◆ EXERCISE REQUIREMENTS
Write out every single entry exactly.

◆ DATA LISTING
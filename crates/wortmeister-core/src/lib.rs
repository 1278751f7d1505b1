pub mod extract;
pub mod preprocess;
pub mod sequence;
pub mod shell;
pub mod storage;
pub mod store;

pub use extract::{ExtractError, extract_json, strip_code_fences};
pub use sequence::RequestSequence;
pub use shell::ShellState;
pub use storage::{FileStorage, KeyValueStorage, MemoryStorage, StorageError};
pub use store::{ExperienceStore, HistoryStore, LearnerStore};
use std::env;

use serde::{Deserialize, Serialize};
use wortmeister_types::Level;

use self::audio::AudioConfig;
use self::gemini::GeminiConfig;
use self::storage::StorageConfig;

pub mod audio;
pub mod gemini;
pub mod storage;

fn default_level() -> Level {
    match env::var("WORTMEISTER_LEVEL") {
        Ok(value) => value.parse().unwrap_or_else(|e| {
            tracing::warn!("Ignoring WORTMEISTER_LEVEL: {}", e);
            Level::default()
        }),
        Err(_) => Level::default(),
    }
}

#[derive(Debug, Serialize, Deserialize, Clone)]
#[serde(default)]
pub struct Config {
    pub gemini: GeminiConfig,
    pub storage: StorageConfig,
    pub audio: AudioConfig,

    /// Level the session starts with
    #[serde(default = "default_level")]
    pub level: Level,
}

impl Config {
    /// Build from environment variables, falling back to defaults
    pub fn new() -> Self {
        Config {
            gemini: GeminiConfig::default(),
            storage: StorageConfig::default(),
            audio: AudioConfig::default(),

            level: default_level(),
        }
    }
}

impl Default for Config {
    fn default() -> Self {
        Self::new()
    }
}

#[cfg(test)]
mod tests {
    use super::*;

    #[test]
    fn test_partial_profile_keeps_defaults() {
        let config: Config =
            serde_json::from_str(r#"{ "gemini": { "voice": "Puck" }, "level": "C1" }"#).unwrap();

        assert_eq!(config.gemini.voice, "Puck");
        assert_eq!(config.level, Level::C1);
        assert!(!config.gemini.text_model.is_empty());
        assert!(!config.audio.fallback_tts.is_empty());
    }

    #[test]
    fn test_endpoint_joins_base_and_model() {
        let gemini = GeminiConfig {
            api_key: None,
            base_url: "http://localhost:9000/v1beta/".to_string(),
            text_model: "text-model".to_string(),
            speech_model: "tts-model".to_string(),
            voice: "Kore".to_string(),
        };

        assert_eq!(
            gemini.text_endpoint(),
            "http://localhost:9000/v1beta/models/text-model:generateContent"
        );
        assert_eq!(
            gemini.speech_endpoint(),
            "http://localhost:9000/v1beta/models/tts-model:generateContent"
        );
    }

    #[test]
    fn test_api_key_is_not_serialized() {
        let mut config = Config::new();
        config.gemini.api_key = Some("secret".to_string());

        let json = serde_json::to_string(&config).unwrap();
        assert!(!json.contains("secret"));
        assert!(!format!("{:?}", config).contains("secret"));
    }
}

◆ RESULT FOR THIS TASK
filename crates/wortmeister-core/src/lib.rs
repository 1278751f7d1505b1
pub mod extract;
pub mod preprocess;
pub mod sequence;
pub mod shell;
pub mod storage;
pub mod store;

pub use extract::{ExtractError, extract_json, strip_code_fences};
pub use sequence::RequestSequence;
pub use shell::ShellState;
pub use storage::{FileStorage, KeyValueStorage, MemoryStorage, StorageError};
pub use store::{ExperienceStore, HistoryStore, LearnerStore};
use std::env;

use serde::{Deserialize, Serialize};
use wortmeister_types::Level;

use self::audio::AudioConfig;
use self::gemini::GeminiConfig;
use self::storage::StorageConfig;

pub mod audio;
pub mod gemini;
pub mod storage;

fn default_level() -> Level {
    match env::var("WORTMEISTER_LEVEL") {
        Ok(value) => value.parse().unwrap_or_else(|e| {
            tracing::warn!("Ignoring WORTMEISTER_LEVEL: {}", e);
            Level::default()
        }),
        Err(_) => Level::default(),
    }
}

#[derive(Debug, Serialize, Deserialize, Clone)]
#[serde(default)]
pub struct Config {
    pub gemini: GeminiConfig,
    pub storage: StorageConfig,
    pub audio: AudioConfig,

    /// Level the session starts with
    #[serde(default = "default_level")]
    pub level: Level,
}

impl Config {
    /// Build from environment variables, falling back to defaults
    pub fn new() -> Self {
        Config {
            gemini: GeminiConfig::default(),
            storage: StorageConfig::default(),
            audio: AudioConfig::default(),

            level: default_level(),
        }
    }
}

impl Default for Config {
    fn default() -> Self {
        Self::new()
    }
}

#[cfg(test)]
mod tests {
    use super::*;

    #[test]
    fn test_partial_profile_keeps_defaults() {
        let config: Config =
            serde_json::from_str(r#"{ "gemini": { "voice": "Puck" }, "level": "C1" }"#).unwrap();

        assert_eq!(config.gemini.voice, "Puck");
        assert_eq!(config.level, Level::C1);
        assert!(!config.gemini.text_model.is_empty());
        assert!(!config.audio.fallback_tts.is_empty());
    }

    #[test]
    fn test_endpoint_joins_base_and_model() {
        let gemini = GeminiConfig {
            api_key: None,
            base_url: "http://localhost:9000/v1beta/".to_string(),
            text_model: "text-model".to_string(),
            speech_model: "tts-model".to_string(),
            voice: "Kore".to_string(),
        };

        assert_eq!(
            gemini.text_endpoint(),
            "http://localhost:9000/v1beta/models/text-model:generateContent"
        );
        assert_eq!(
            gemini.speech_endpoint(),
            "http://localhost:9000/v1beta/models/tts-model:generateContent"
        );
    }

    #[test]
    fn test_api_key_is_not_serialized() {
        let mut config = Config::new();
        config.gemini.api_key = Some("secret".to_string());

        let json = serde_json::to_string(&config).unwrap();
        assert!(!json.contains("secret"));
        assert!(!format!("{:?}", config).contains("secret"));
    }
}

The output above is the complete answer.